*TASK BRIEF*: Once the line with "and driver probing" is found in the data, output it and each following line exactly, up to and including the line with "row, if any.", and nothing before or after.

Dataset entries:
——————

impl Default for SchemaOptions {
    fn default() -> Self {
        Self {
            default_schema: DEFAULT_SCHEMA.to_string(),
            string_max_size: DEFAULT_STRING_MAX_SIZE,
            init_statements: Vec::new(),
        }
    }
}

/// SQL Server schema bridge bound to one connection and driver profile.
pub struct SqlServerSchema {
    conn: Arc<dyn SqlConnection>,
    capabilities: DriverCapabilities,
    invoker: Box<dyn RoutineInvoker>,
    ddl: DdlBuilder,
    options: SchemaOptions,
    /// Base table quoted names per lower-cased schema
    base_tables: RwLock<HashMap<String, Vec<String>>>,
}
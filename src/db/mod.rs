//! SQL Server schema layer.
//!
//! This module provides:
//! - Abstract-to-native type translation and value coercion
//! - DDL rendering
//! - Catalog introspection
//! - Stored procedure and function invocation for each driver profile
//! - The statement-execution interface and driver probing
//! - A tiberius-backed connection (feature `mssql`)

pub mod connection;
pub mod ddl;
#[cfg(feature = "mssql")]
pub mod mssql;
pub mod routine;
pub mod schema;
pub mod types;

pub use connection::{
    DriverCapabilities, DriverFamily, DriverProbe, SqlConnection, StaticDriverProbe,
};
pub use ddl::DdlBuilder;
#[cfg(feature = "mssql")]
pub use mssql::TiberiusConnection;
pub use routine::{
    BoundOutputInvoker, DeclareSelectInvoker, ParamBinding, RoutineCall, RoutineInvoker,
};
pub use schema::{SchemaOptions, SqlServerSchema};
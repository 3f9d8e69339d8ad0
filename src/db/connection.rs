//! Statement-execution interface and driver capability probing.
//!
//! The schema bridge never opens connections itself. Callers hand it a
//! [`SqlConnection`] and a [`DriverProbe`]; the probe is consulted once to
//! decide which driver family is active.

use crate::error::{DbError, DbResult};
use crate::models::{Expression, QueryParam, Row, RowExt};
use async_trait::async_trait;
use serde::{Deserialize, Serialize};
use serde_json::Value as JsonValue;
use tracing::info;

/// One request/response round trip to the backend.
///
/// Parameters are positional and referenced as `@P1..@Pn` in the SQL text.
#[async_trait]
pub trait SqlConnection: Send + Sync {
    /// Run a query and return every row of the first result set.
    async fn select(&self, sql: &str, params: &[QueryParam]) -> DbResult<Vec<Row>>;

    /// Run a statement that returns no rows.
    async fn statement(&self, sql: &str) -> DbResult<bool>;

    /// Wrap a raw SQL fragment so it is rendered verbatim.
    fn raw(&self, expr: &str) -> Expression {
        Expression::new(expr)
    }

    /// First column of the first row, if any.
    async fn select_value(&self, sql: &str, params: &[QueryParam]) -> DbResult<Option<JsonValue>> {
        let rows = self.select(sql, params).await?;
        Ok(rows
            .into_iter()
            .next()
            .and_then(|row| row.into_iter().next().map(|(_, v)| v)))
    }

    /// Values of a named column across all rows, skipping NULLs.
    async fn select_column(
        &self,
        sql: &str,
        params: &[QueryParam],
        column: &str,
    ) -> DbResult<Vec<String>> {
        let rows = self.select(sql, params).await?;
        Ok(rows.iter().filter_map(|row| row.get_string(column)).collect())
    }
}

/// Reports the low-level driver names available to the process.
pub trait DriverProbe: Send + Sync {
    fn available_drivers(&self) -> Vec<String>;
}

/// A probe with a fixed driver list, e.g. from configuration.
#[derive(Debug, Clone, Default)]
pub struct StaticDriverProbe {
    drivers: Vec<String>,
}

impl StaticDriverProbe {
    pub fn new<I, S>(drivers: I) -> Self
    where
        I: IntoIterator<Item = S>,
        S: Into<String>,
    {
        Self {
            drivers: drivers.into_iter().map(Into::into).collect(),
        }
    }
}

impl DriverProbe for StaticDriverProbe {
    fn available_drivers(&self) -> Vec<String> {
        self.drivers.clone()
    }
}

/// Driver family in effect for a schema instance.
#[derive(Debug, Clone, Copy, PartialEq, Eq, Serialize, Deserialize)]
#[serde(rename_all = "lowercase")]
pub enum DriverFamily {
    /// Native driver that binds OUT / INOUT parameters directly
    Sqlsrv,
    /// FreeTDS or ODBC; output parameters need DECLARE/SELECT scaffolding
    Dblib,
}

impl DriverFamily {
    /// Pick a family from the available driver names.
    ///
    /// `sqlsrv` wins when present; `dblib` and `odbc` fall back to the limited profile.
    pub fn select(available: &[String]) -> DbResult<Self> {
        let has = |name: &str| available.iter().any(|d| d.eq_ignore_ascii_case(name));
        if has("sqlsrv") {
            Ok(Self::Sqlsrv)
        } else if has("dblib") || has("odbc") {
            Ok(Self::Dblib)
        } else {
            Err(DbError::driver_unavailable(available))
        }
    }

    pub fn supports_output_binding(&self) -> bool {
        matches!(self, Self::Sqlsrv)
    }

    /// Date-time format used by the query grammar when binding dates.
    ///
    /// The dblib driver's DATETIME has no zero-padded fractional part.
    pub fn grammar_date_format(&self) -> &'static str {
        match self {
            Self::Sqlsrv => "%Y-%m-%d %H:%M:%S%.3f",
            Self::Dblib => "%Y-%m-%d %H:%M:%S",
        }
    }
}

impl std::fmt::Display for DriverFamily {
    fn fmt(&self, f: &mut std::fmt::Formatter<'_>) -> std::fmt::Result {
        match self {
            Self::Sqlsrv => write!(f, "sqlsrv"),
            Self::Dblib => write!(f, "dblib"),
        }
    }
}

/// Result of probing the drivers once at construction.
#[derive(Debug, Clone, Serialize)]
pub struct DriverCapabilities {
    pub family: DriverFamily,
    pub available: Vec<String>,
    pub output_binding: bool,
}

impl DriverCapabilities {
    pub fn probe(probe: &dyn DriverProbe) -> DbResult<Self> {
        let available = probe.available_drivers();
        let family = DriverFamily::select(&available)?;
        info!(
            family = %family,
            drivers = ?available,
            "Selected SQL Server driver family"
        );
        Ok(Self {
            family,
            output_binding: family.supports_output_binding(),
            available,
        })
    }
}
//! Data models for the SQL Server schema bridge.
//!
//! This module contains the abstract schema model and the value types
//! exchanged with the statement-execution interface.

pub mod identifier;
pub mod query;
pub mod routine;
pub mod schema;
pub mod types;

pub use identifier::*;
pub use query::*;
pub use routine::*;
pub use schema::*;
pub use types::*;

——————

*SOLUTION TO THE PROBLEM*:
//! - The statement-execution interface and driver probing
//! - A tiberius-backed connection (feature `mssql`)

pub mod connection;
pub mod ddl;
#[cfg(feature = "mssql")]
pub mod mssql;
pub mod routine;
pub mod schema;
pub mod types;

pub use connection::{
    DriverCapabilities, DriverFamily, DriverProbe, SqlConnection, StaticDriverProbe,
};
pub use ddl::DdlBuilder;
#[cfg(feature = "mssql")]
pub use mssql::TiberiusConnection;
pub use routine::{
    BoundOutputInvoker, DeclareSelectInvoker, ParamBinding, RoutineCall, RoutineInvoker,
};
pub use schema::{SchemaOptions, SqlServerSchema};
repository 3f9d8e69339d8ad0
filename src/db/connection.rs
//! Statement-execution interface and driver capability probing.
//!
//! The schema bridge never opens connections itself. Callers hand it a
//! [`SqlConnection`] and a [`DriverProbe`]; the probe is consulted once to
//! decide which driver family is active.

use crate::error::{DbError, DbResult};
use crate::models::{Expression, QueryParam, Row, RowExt};
use async_trait::async_trait;
use serde::{Deserialize, Serialize};
use serde_json::Value as JsonValue;
use tracing::info;

/// One request/response round trip to the backend.
///
/// Parameters are positional and referenced as `@P1..@Pn` in the SQL text.
#[async_trait]
pub trait SqlConnection: Send + Sync {
    /// Run a query and return every row of the first result set.
    async fn select(&self, sql: &str, params: &[QueryParam]) -> DbResult<Vec<Row>>;

    /// Run a statement that returns no rows.
    async fn statement(&self, sql: &str) -> DbResult<bool>;

    /// Wrap a raw SQL fragment so it is rendered verbatim.
    fn raw(&self, expr: &str) -> Expression {
        Expression::new(expr)
    }

    /// First column of the first row, if any.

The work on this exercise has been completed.